Inflammatory Breast Cancer
Inflammatory breast cancer makes up only one to five percent of all breast cancer cases. While this condition may be relatively rare, it is a very aggressive form of cancer, and it’s important for women and men to know the symptoms of IBC so they can recognize any early warning signs. Men can develop inflammatory breast cancer, but it is rare and typically occurs only in older men.
Symptoms of Inflammatory Breast Cancer
Most breast cancers are easily detected by using mammograms or self-tests, but inflammatory breast cancer can actually be easier to recognize by the changes it causes in the breast’s outward appearance. Women and men who develop the disease often find irregularities in the shape, size, and color of their breasts. As the name suggests, the breasts may swell or change color. They typically become pink, red, orange, purplish, or even bruised-looking.
The breast’s skin might also change, becoming pitted or ridged. These changes in texture and color have been compared to that of an orange.
Risks of Inflammatory Breast Cancer
The relatively few women who do develop inflammatory breast cancer tend to be younger. In the United States, only one to five percent of women will get IBC. The onset of this disease often happens quickly. Sometimes inflammatory cancer can develop within just a few weeks, but at other times it might take a few months. Catching the disease early makes treatments more successful.
Diagnosing Inflammatory Breast Cancer
While the warning signs of inflammatory breast cancer are obvious and easily observed, you will need a doctor’s diagnosis to be confirm the presence of the disease. Doctors often use mammograms and ultrasounds to detect abnormal tissue inside the breast.
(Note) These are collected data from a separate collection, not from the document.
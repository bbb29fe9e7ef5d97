//! Persistence of the mission plan as JSON.

use std::path::{Path, PathBuf};

use chrono::{DateTime, Utc};
use serde::{Deserialize, Serialize};
use thiserror::Error;

use super::MissionPlan;
use crate::config::config_directory;

/// Plan file name inside the config directory.
pub const PLAN_FILE_NAME: &str = "waypoints.json";

#[derive(Debug, Error)]
pub enum PlanStoreError {
    #[error("Failed to read plan file {path}: {source}")]
    Read {
        path: PathBuf,
        source: std::io::Error,
    },

    #[error("Failed to write plan file {path}: {source}")]
    Write {
        path: PathBuf,
        source: std::io::Error,
    },

    #[error("Plan file {path} is not valid: {source}")]
    Format {
        path: PathBuf,
        source: serde_json::Error,
    },
}

/// On-disk layout.
#[derive(Debug, Serialize, Deserialize)]
struct PlanFile {
    saved_at: DateTime<Utc>,
    plan: MissionPlan,
}

/// Default plan path (~/.navden/waypoints.json).
pub fn plan_file_path() -> PathBuf {
    config_directory().join(PLAN_FILE_NAME)
}

/// Load a plan. A missing file yields the demo route.
pub fn load_plan(path: &Path) -> Result<MissionPlan, PlanStoreError> {
    if !path.exists() {
        tracing::debug!(path = %path.display(), "No saved plan, using demo route");
        return Ok(MissionPlan::demo_default());
    }

    let content = std::fs::read_to_string(path).map_err(|source| PlanStoreError::Read {
        path: path.to_path_buf(),
        source,
    })?;
    let mut file: PlanFile =
        serde_json::from_str(&content).map_err(|source| PlanStoreError::Format {
            path: path.to_path_buf(),
            source,
        })?;

    file.plan.repair_id_counter();

    tracing::debug!(
        path = %path.display(),
        waypoints = file.plan.len(),
        saved_at = %file.saved_at,
        "Loaded mission plan"
    );
    Ok(file.plan)
}

/// Write a plan, creating the parent directory if needed.
pub fn save_plan(path: &Path, plan: &MissionPlan) -> Result<(), PlanStoreError> {
    let write_error = |source| PlanStoreError::Write {
        path: path.to_path_buf(),
        source,
    };

    if let Some(parent) = path.parent() {
        std::fs::create_dir_all(parent).map_err(write_error)?;
    }

    let file = PlanFile {
        saved_at: Utc::now(),
        plan: plan.clone(),
    };
    let content = serde_json::to_string_pretty(&file).map_err(|source| PlanStoreError::Format {
        path: path.to_path_buf(),
        source,
    })?;
    std::fs::write(path, content).map_err(write_error)?;

    tracing::info!(path = %path.display(), waypoints = plan.len(), "Saved mission plan");
    Ok(())
}

#[cfg(test)]
mod tests {
    use super::*;
    use tempfile::TempDir;

    #[test]
    fn test_missing_file_gives_demo_route() {
        let temp_dir = TempDir::new().unwrap();
        let plan = load_plan(&temp_dir.path().join("none.json")).unwrap();
        assert_eq!(plan, MissionPlan::demo_default());
    }

    #[test]
    fn test_save_then_load_keeps_id_counter() {
        let temp_dir = TempDir::new().unwrap();
        let path = temp_dir.path().join("plans").join(PLAN_FILE_NAME);

        let mut plan = MissionPlan::demo_default();
        plan.remove(4).unwrap();
        save_plan(&path, &plan).unwrap();

        let mut loaded = load_plan(&path).unwrap();
        assert_eq!(loaded, plan);
        // Id 4 was used before the save, so the next one is 5.
        assert_eq!(loaded.add(1.0, 1.0), Ok(5));
    }

    #[test]
    fn test_stale_id_counter_is_raised_on_load() {
        let temp_dir = TempDir::new().unwrap();
        let path = temp_dir.path().join(PLAN_FILE_NAME);
        std::fs::write(
            &path,
            r#"{
  "saved_at": "2026-01-01T00:00:00Z",
  "plan": {
    "waypoints": [{"id": 7, "x": 10.0, "y": 20.0}],
    "next_id": 3
  }
}"#,
        )
        .unwrap();

        let mut plan = load_plan(&path).unwrap();
        assert_eq!(plan.add(1.0, 1.0), Ok(8));
    }

    #[test]
    fn test_corrupt_file_is_an_error() {
        let temp_dir = TempDir::new().unwrap();
        let path = temp_dir.path().join(PLAN_FILE_NAME);
        std::fs::write(&path, "{ not json").unwrap();

        assert!(matches!(
            load_plan(&path),
            Err(PlanStoreError::Format { .. })
        ));
    }
}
They also perform biopsies to determine if any cells are cancerous. Inflammatory breast cancer is very aggressive and can spread to other parts of the body quickly, so it is important to get a diagnosis as soon as you suspect that you might have IBC.
Treating Inflammatory Breast Cancer
Those who are diagnosed with inflammatory breast cancer usually take chemotherapy treatments to control and kill the cancerous cells. Following chemotherapy, doctors may use surgical treatments to remove cancerous tissues. They may also use radiation therapy and additional chemo to prevent a recurrence of the disease. Hormonal therapies may also be effective in keeping women in remission.
Because some of the treatments can cause unpleasant side effects, women who have access to supportive care are able to learn how to manage any side effects they experience. This care can improve their quality of life while they are undergoing treatment.